• Required action:
Show all the lines in the data below that include the word "schemars".

-------- Extracted records --------

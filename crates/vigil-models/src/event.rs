//! Detection events handed to the event sink.

use chrono::{DateTime, Utc};
use schemars::JsonSchema;
use serde::{Deserialize, Serialize};
use uuid::Uuid;

use crate::{RiskTier, RuleId, Severity, StreamId};

/// A rule-triggered event.
///
/// Events are immutable once built; the engine hands them to the sink and
/// keeps no reference.
#[derive(Debug, Clone, PartialEq, Serialize, Deserialize, JsonSchema)]
pub struct Event {
    #[schemars(with = "String")]
    pub id: Uuid,
    pub rule_id: RuleId,
    pub rule_name: String,
    pub category: String,
    pub stream_id: StreamId,
    pub severity: Severity,
    /// Stream tier at the time the event fired.
    pub risk_tier: RiskTier,
    pub timestamp: DateTime<Utc>,
    /// Predicate strength in `[0, 1]`.
    pub confidence: f64,
    /// Fields declared by the rule's output schema.
    pub payload: serde_json::Map<String, serde_json::Value>,
}

impl Event {
    /// Returns true if this event should escalate a stream at `threshold`.
    pub fn escalates(&self, threshold: Severity) -> bool {
        self.severity >= threshold
    }
}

--------

• Output below:
use schemars::JsonSchema;
    #[schemars(with = "String")]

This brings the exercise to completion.